From the moment we are born, quite innocently we fall into a continuous cycle of goals we are expected to meet. As a child, these are generally selected for us, by our parents, teachers and health workers. As we move into our teens and adulthood, we start to set our own goals and learn to adapt to workplaces where our employers are constantly setting and amending goals for us. Goals are quite literally part of every aspect of our life; how you conduct your relationships, your career and even the way you choose to use your spare time. Put quite simply, it comes down to how you choose to priorities your accomplishments, and that can be either a conscious or subconscious decision.
Without setting goals or objectives, your life becomes a series of chaotic events, which you are powerless to control. You become the plaything of coincidence. Achievements like sending someone to the moon, inventing the iPhone are not chance events. They are the result of a goal that was set at some point. A vision that was charted and realised.

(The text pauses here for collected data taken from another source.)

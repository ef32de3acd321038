//! Raw API payloads to display entities.
//!
//! Mapping never mutates its input. Batch variants keep order and fail as a
//! whole when any element fails.

use futures_util::future::try_join_all;
use tracing::warn;

use crate::errors::{AppError, AppResult};
use crate::icons::{color_hex, IconResolver};
use crate::models::{
    Member, ObjectLayout, Property, PropertyFormat, PropertyValue, PropertyWithValue, RawMember,
    RawProperty, RawPropertyWithValue, RawSpace, RawSpaceObject, RawTag, RawType, SortPreference,
    Space, SpaceObject, Tag, Type, LAST_MODIFIED_DATE_KEY, TAG_PROPERTY_KEY, UNTITLED,
};

const SNIPPET_ELLIPSIS: &str = "...";

pub fn normalize_name(name: &str) -> String {
    let trimmed = name.trim();
    if trimmed.is_empty() {
        UNTITLED.to_string()
    } else {
        trimmed.to_string()
    }
}

/// Object title: the name, else the snippet's first line, else "Untitled".
pub fn object_name(name: &str, snippet: &str) -> String {
    let trimmed = name.trim();
    if !trimmed.is_empty() {
        return trimmed.to_string();
    }
    if let Some((first_line, _)) = snippet.split_once('\n') {
        return format!("{first_line}{SNIPPET_ELLIPSIS}");
    }
    normalize_name(snippet)
}

fn ensure_id(kind: &str, id: &str) -> AppResult<()> {
    if id.trim().is_empty() {
        return Err(AppError::Mapping(format!("{kind} is missing an id")));
    }
    Ok(())
}

pub fn map_tag(raw: &RawTag) -> AppResult<Tag> {
    ensure_id("tag", &raw.id)?;
    Ok(Tag {
        id: raw.id.clone(),
        key: raw.key.clone(),
        name: normalize_name(&raw.name),
        color: color_hex(&raw.color)
            .map(str::to_string)
            .unwrap_or_else(|| raw.color.clone()),
    })
}

pub fn map_tags(raw: &[RawTag]) -> AppResult<Vec<Tag>> {
    raw.iter().map(map_tag).collect()
}

pub fn map_property(raw: &RawProperty) -> AppResult<Property> {
    ensure_id("property", &raw.id)?;
    let format = PropertyFormat::parse(&raw.format);
    if let PropertyFormat::Other(other) = &format {
        warn!(format = %other, key = %raw.key, "unknown property format");
    }
    Ok(Property {
        id: raw.id.clone(),
        key: raw.key.clone(),
        name: normalize_name(&raw.name),
        format,
    })
}

pub fn map_properties(raw: &[RawProperty]) -> AppResult<Vec<Property>> {
    raw.iter().map(map_property).collect()
}

pub fn map_property_value(raw: &RawPropertyWithValue) -> AppResult<PropertyWithValue> {
    ensure_id("property", &raw.id)?;
    let value = match PropertyFormat::parse(&raw.format) {
        PropertyFormat::Text => PropertyValue::Text(raw.text.clone().unwrap_or_default()),
        PropertyFormat::Number => PropertyValue::Number(raw.number.unwrap_or(0.0)),
        PropertyFormat::Checkbox => PropertyValue::Checkbox(raw.checkbox.unwrap_or(false)),
        PropertyFormat::Date => PropertyValue::Date(raw.date.clone().unwrap_or_default()),
        PropertyFormat::Url => PropertyValue::Url(trimmed_or_empty(raw.url.as_deref())),
        PropertyFormat::Email => PropertyValue::Email(trimmed_or_empty(raw.email.as_deref())),
        PropertyFormat::Phone => PropertyValue::Phone(trimmed_or_empty(raw.phone.as_deref())),
        PropertyFormat::Select => PropertyValue::Select(raw.select.as_ref().map(map_tag).transpose()?),
        PropertyFormat::MultiSelect => {
            PropertyValue::MultiSelect(map_tags(raw.multi_select.as_deref().unwrap_or_default())?)
        }
        PropertyFormat::Files => PropertyValue::Files(raw.files.clone().unwrap_or_default()),
        PropertyFormat::Objects => PropertyValue::Objects(raw.objects.clone().unwrap_or_default()),
        PropertyFormat::Other(format) => {
            warn!(format = %format, key = %raw.key, "unknown property format");
            PropertyValue::Unknown { format }
        }
    };

    Ok(PropertyWithValue {
        id: raw.id.clone(),
        key: raw.key.clone(),
        name: normalize_name(&raw.name),
        value,
    })
}

pub fn map_property_values(raw: &[RawPropertyWithValue]) -> AppResult<Vec<PropertyWithValue>> {
    raw.iter().map(map_property_value).collect()
}

fn trimmed_or_empty(value: Option<&str>) -> String {
    value.map(str::trim).unwrap_or_default().to_string()
}

/// Properties kept on list rows. Name sorting keeps only the modification
/// date; any date sort keeps its own date plus the tags.
pub fn list_properties(
    properties: &[RawPropertyWithValue],
    sort: SortPreference,
) -> Vec<&RawPropertyWithValue> {
    properties
        .iter()
        .filter(|property| match sort {
            SortPreference::Name => property.key == LAST_MODIFIED_DATE_KEY,
            other => property.key == other.key() || property.key == TAG_PROPERTY_KEY,
        })
        .collect()
}

pub async fn map_member(raw: &RawMember, icons: &IconResolver) -> AppResult<Member> {
    ensure_id("member", &raw.id)?;
    let icon = icons
        .resolve(raw.icon.as_ref(), ObjectLayout::Participant)
        .await;
    Ok(Member {
        id: raw.id.clone(),
        name: normalize_name(&raw.name),
        icon,
        identity: raw.identity.clone(),
        global_name: raw.global_name.clone(),
        status: raw.status,
        role: raw.role,
    })
}

pub async fn map_members(raw: &[RawMember], icons: &IconResolver) -> AppResult<Vec<Member>> {
    try_join_all(raw.iter().map(|member| map_member(member, icons))).await
}

pub async fn map_space(raw: &RawSpace, icons: &IconResolver) -> AppResult<Space> {
    ensure_id("space", &raw.id)?;
    let icon = icons.resolve(raw.icon.as_ref(), ObjectLayout::Basic).await;
    Ok(Space {
        id: raw.id.clone(),
        name: normalize_name(&raw.name),
        icon,
        description: raw.description.clone(),
        gateway_url: raw.gateway_url.clone(),
        network_id: raw.network_id.clone(),
    })
}

pub async fn map_spaces(raw: &[RawSpace], icons: &IconResolver) -> AppResult<Vec<Space>> {
    try_join_all(raw.iter().map(|space| map_space(space, icons))).await
}

pub async fn map_type(raw: &RawType, icons: &IconResolver) -> AppResult<Type> {
    ensure_id("type", &raw.id)?;
    let icon = icons.resolve(raw.icon.as_ref(), raw.layout).await;
    Ok(Type {
        id: raw.id.clone(),
        key: raw.key.clone(),
        name: normalize_name(&raw.name),
        plural_name: raw.plural_name.trim().to_string(),
        icon,
        layout: raw.layout,
        archived: raw.archived,
        properties: map_properties(&raw.properties)?,
    })
}

pub async fn map_types(raw: &[RawType], icons: &IconResolver) -> AppResult<Vec<Type>> {
    try_join_all(raw.iter().map(|object_type| map_type(object_type, icons))).await
}

/// Detail mapping: every property is kept and the body passes through.
pub async fn map_object(raw: &RawSpaceObject, icons: &IconResolver) -> AppResult<SpaceObject> {
    let properties = map_property_values(&raw.properties)?;
    build_object(raw, properties, icons).await
}

/// List mapping: properties are narrowed to what the row needs for `sort`.
pub async fn map_objects(
    raw: &[RawSpaceObject],
    icons: &IconResolver,
    sort: SortPreference,
) -> AppResult<Vec<SpaceObject>> {
    try_join_all(raw.iter().map(|object| async move {
        let properties = list_properties(&object.properties, sort)
            .into_iter()
            .map(map_property_value)
            .collect::<AppResult<Vec<_>>>()?;
        build_object(object, properties, icons).await
    }))
    .await
}

async fn build_object(
    raw: &RawSpaceObject,
    properties: Vec<PropertyWithValue>,
    icons: &IconResolver,
) -> AppResult<SpaceObject> {
    ensure_id("object", &raw.id)?;
    let icon = icons.resolve(raw.icon.as_ref(), raw.layout).await;
    let object_type = match &raw.object_type {
        Some(object_type) => Some(map_type(object_type, icons).await?),
        None => None,
    };

    Ok(SpaceObject {
        id: raw.id.clone(),
        name: object_name(&raw.name, &raw.snippet),
        icon,
        archived: raw.archived,
        space_id: raw.space_id.clone(),
        snippet: raw.snippet.clone(),
        layout: raw.layout,
        object_type,
        properties,
        markdown: raw.markdown.clone(),
    })
}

What is SMART goal setting?
Setting SMART goals adds structure to your goals and allows you to track your success. Instead of vague resolutions, by setting SMART goals you create verifiable milestones towards your objective and an estimation of the goal’s attainability. The simple process of creating SMART goals brings your objectives closer to reality.
What does SMART stand for?
Why not think of a small goal you want to set right now, personal or professional. To make your goal SMART., it needs to conform to the following criteria: Specific, Measurable, Attainable, Relevant and Timely.

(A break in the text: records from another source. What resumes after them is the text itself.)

use crate::crypto::{
    HashKind, aes128_cbc_decrypt, aes128_cbc_encrypt, ct_eq, hmac_hash, hmac_truncated,
};
use crate::error::{Error, Result};
use crate::types::PrivilegeLevel;

/// RMCP header values.
const RMCP_VERSION: u8 = 0x06;
const RMCP_RESERVED: u8 = 0x00;
const RMCP_SEQ_NO_ACK: u8 = 0xFF;
const RMCP_CLASS_IPMI: u8 = 0x07;

/// IPMI 1.5 session auth type (none) for pre-session frames.
const IPMI15_AUTH_NONE: u8 = 0x00;

/// RMCP+ session auth type/format.
const RMCPPLUS_AUTH_TYPE: u8 = 0x06;

/// RMCP+ session trailer next header value.
const RMCPPLUS_NEXT_HEADER: u8 = 0x07;

/// Payload type numbers (see IPMI v2.0 Table 13-16).
pub(crate) mod payload_type {
    /// Standard IPMI payload (lan message) wrapped in RMCP+.
    pub const IPMI: u8 = 0x00;
    /// Serial-over-LAN character data.
    pub const SOL: u8 = 0x01;
    /// RMCP+ Open Session Request.
    pub const OPEN_SESSION_REQUEST: u8 = 0x10;
    /// RMCP+ Open Session Response.
    pub const OPEN_SESSION_RESPONSE: u8 = 0x11;
    /// RAKP Message 1.
    pub const RAKP_1: u8 = 0x12;
    /// RAKP Message 2.
    pub const RAKP_2: u8 = 0x13;
    /// RAKP Message 3.
    pub const RAKP_3: u8 = 0x14;
    /// RAKP Message 4.
    pub const RAKP_4: u8 = 0x15;
}

/// Algorithm numbers (baseline, mandatory-to-implement set).
pub(crate) mod algorithm {
    /// Authentication algorithm: RAKP-none.
    pub const AUTH_RAKP_NONE: u8 = 0x00;
    /// Authentication algorithm: RAKP-HMAC-SHA1.
    pub const AUTH_RAKP_HMAC_SHA1: u8 = 0x01;
    /// Authentication algorithm: RAKP-HMAC-MD5 (recognised, not implemented).
    pub const AUTH_RAKP_HMAC_MD5: u8 = 0x02;
    /// Authentication algorithm: RAKP-HMAC-SHA256.
    pub const AUTH_RAKP_HMAC_SHA256: u8 = 0x03;

    /// Integrity algorithm: none.
    pub const INTEGRITY_NONE: u8 = 0x00;
    /// Integrity algorithm: HMAC-SHA1-96.
    pub const INTEGRITY_HMAC_SHA1_96: u8 = 0x01;
    /// Integrity algorithm: HMAC-SHA256-128.
    pub const INTEGRITY_HMAC_SHA256_128: u8 = 0x04;

    /// Confidentiality algorithm: none.
    pub const CONFIDENTIALITY_NONE: u8 = 0x00;
    /// Confidentiality algorithm: AES-CBC-128.
    pub const CONFIDENTIALITY_AES_CBC_128: u8 = 0x01;
}

/// IPMI network functions and command numbers used by the SOL runtime.
pub(crate) mod command {
    /// Application network function.
    pub const NETFN_APP: u8 = 0x06;
    /// Transport network function (SOL configuration lives here).
    pub const NETFN_TRANSPORT: u8 = 0x0C;

    /// Get Device ID (the session keepalive target).
    pub const GET_DEVICE_ID: u8 = 0x01;
    /// Get Channel Authentication Capabilities.
    pub const GET_CHANNEL_AUTH_CAPS: u8 = 0x38;
    /// Set Session Privilege Level.
    pub const SET_SESSION_PRIVILEGE: u8 = 0x3B;
    /// Close Session.
    pub const CLOSE_SESSION: u8 = 0x3C;
    /// Activate Payload.
    pub const ACTIVATE_PAYLOAD: u8 = 0x48;
    /// Deactivate Payload.
    pub const DEACTIVATE_PAYLOAD: u8 = 0x49;
    /// Set SOL Configuration Parameters.
    pub const SET_SOL_CONFIG: u8 = 0x21;
}

/// SOL operation/status bits shared by both directions of the sub-header.
pub(crate) mod sol_bits {
    /// NACK: peer requests retransmission / cannot accept the characters.
    pub const NACK: u8 = 0x40;
}

/// Map a negotiated authentication algorithm number to its hash.
pub(crate) fn auth_hash_kind(algorithm_id: u8) -> Result<HashKind> {
    match algorithm_id {
        algorithm::AUTH_RAKP_HMAC_SHA1 => Ok(HashKind::Sha1),
        algorithm::AUTH_RAKP_HMAC_SHA256 => Ok(HashKind::Sha256),
        algorithm::AUTH_RAKP_NONE => Err(Error::Unsupported("unauthenticated RAKP not supported")),
        algorithm::AUTH_RAKP_HMAC_MD5 => Err(Error::Unsupported("RAKP-HMAC-MD5 not implemented")),
        _ => Err(Error::Unsupported("unknown authentication algorithm")),
    }
}

/// Map a negotiated integrity algorithm number to its hash, `None` when integrity is off.
pub(crate) fn integrity_hash_kind(algorithm_id: u8) -> Result<Option<HashKind>> {
    match algorithm_id {
        algorithm::INTEGRITY_NONE => Ok(None),
        algorithm::INTEGRITY_HMAC_SHA1_96 => Ok(Some(HashKind::Sha1)),
        algorithm::INTEGRITY_HMAC_SHA256_128 => Ok(Some(HashKind::Sha256)),
        _ => Err(Error::Unsupported("unknown integrity algorithm")),
    }
}

/// Security context for an established RMCP+ session.
#[derive(Debug, Clone)]
pub(crate) struct SecurityContext {
    /// Hash backing the integrity trailer.
    pub integrity: HashKind,
    /// Integrity keying material (K1).
    pub k1: Vec<u8>,
    /// Confidentiality key (AES-128 key derived from K2).
    pub aes_key: [u8; 16],
}

impl SecurityContext {
    pub(crate) fn auth_code_len(&self) -> usize {
        self.integrity.auth_code_len()
    }
}

/// Parsed RMCP+ packet (payload is decrypted/verified when security context is provided).
#[derive(Debug, Clone)]
pub(crate) struct DecodedPacket {
    pub payload_type: u8,
    #[allow(dead_code)]
    pub is_authenticated: bool,
    #[allow(dead_code)]
    pub is_encrypted: bool,
    pub session_id: u32,
    #[allow(dead_code)]
    pub session_seq: u32,
    pub payload: Vec<u8>,
}

/// Build an IPMI 1.5 packet (10-byte legacy session header, auth type none).
///
/// Pre-session frames such as Get Channel Authentication Capabilities use this
/// format; everything after the RMCP+ Open Session Request uses the 12-byte
/// header built by [`encode_rmcpplus_packet`].
pub(crate) fn encode_ipmi15_packet(session_id: u32, session_seq: u32, payload: &[u8]) -> Vec<u8> {
    let mut packet = Vec::with_capacity(4 + 10 + payload.len());

    packet.push(RMCP_VERSION);
    packet.push(RMCP_RESERVED);
    packet.push(RMCP_SEQ_NO_ACK);
    packet.push(RMCP_CLASS_IPMI);

    packet.push(IPMI15_AUTH_NONE);
    packet.extend_from_slice(&session_seq.to_le_bytes());
    packet.extend_from_slice(&session_id.to_le_bytes());
    packet.push(payload.len() as u8);

    packet.extend_from_slice(payload);
    packet
}

pub(crate) fn encode_rmcpplus_packet(
    payload_type_num: u8,
    session_id: u32,
    session_seq: u32,
    payload: &[u8],
    authenticated: bool,
    encrypted: bool,
    security: Option<&SecurityContext>,
) -> Result<Vec<u8>> {
    if (authenticated || encrypted) && security.is_none() {
        return Err(Error::Protocol(
            "security context required for authenticated/encrypted packets",
        ));
    }

    let payload_type_byte = make_payload_type_byte(payload_type_num, authenticated, encrypted);

    let payload_len: u16 = payload
        .len()
        .try_into()
        .map_err(|_| Error::Protocol("payload too large"))?;

    let mut packet = Vec::with_capacity(4 + 12 + payload.len() + 64);

    // RMCP header.
    packet.push(RMCP_VERSION);
    packet.push(RMCP_RESERVED);
    packet.push(RMCP_SEQ_NO_ACK);
    packet.push(RMCP_CLASS_IPMI);

    // RMCP+ session header.
    packet.push(RMCPPLUS_AUTH_TYPE);
    packet.push(payload_type_byte);
    packet.extend_from_slice(&session_id.to_le_bytes());
    packet.extend_from_slice(&session_seq.to_le_bytes());
    packet.extend_from_slice(&payload_len.to_le_bytes());

    // IPMI payload.
    packet.extend_from_slice(payload);

    if authenticated {
        let security = security.ok_or(Error::Protocol("missing security context"))?;

        // Integrity padding is used to align the authenticated range to 4 bytes.
        let base_len = 12usize + payload.len() + 2;
        let pad_len = ((4 - (base_len % 4)) % 4) as u8;

        packet.extend(std::iter::repeat_n(0xFF, pad_len as usize));
        packet.push(pad_len);
        packet.push(RMCPPLUS_NEXT_HEADER);

        let auth_code = hmac_truncated(security.integrity, &security.k1, &packet[4..])?;
        packet.extend_from_slice(&auth_code);
    }

    Ok(packet)
}

pub(crate) fn decode_rmcpplus_packet(
    bytes: &[u8],
    security: Option<&SecurityContext>,
) -> Result<DecodedPacket> {
    let (header, payload) = parse_rmcpplus_header(bytes)?;

    let (is_authenticated, is_encrypted, payload_type_num) =
        split_payload_type(header.payload_type);

    if is_authenticated {
        let security = security.ok_or(Error::Protocol(
            "security context required for authenticated/encrypted packets",
        ))?;
        verify_auth_code(bytes, &header, security)?;
    }

    let payload_data = if is_encrypted {
        let security = security.ok_or(Error::Protocol(
            "security context required for encrypted payload",
        ))?;
        decrypt_payload_aes_cbc(payload, &security.aes_key)?
    } else {
        payload.to_vec()
    };

    Ok(DecodedPacket {
        payload_type: payload_type_num,
        is_authenticated,
        is_encrypted,
        session_id: header.session_id,
        session_seq: header.session_seq,
        payload: payload_data,
    })
}

#[derive(Debug, Clone)]
struct ParsedHeader {
    payload_type: u8,
    session_id: u32,
    session_seq: u32,
    payload_len: u16,
    header_len: usize,
}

What exactly do you want to achieve? The more specific your description, the bigger the chance you’ll get exactly that. SMART goal setting clarifies the difference between ‘I want to be a millionaire’ and ‘I want to double my salary by retraining as a physiotherapist’.
Questions you may ask yourself when setting your goals and objectives are:
- What exactly do I want to achieve?
- With whom?
- What are the conditions and limitations?
- Why exactly do I want to reach this goal?
- What are possible alternative ways of achieving the same?
Measurable goals mean that you identify exactly what it is you will see, hear and feel when you reach your goal. It means breaking your goal down into measurable elements. You’ll need concrete evidence. Being happier is not evidence; not smoking anymore because you adhere to a healthy lifestyle where you eat vegetables twice a day and fat only once a week, is.
Measurable goals can go a long way towards defining what exactly it is that you want, too. Defining the physical manifestations of your goal or objective makes it clearer, and easier to reach.
Is your goal attainable? That means investigating whether the goal really is acceptable to you. You weigh the effort, time and other costs your goal will take against the profits and the other obligations and priorities you have in life.
If you don’t have the time, money, motivation or talent to reach a certain goal you’ll almost certainly fail and be miserable. That doesn’t mean that you can’t take something that seems impossible and make it happen by planning smartly and going for it!
There’s nothing wrong with shooting for the stars; if you aim to double the productivity of your business within a year with no extra labour involved, how bad is it when you only reach 1.8 times? I’d say that’s still a success!
Is reaching your goal relevant to you? Do you actually want to run a multinational business, be famous, have three children and a busy job? You make the decision as to whether this goal is right for you personally or professionally.
If you’re lacking certain skills, you can factor in training. If you lack certain resources, you can identify ways of obtaining them.
The main questions, why do you want to reach this goal? What is the objective behind the goal, and will this goal really achieve that?
You may think that switching to a new company who will pay you more will make you happy, but are you actually in the right career in the first place?
Set yourself a realistic and flexible timeline for achieving your goal. Setting yourself an unreasonably tight timeline will create unnecessary stress and may lead to failure. Go easy on yourself and be generous; unless your SMART goal is life or business critical, this doesn’t need to be a race!
Where to start?
- Start by thinking about your whole life, both your work and home life.
- Identify the areas you would like to enhance or change.
- Develop a goal statement for each of these. Goals should encompass your ultimate desired outcome, whilst being specific enough to allow you to measure your success.
- Don’t create too many goals. If you overwhelm yourself with too much change initially you are more likely to fail. Focus on one or two goals to begin with and, when you’ve succeeded at those and fully integrated them into your life, you can create more goals. A couple of early successes are more likely to feed a hunger to create further opportunities to succeed!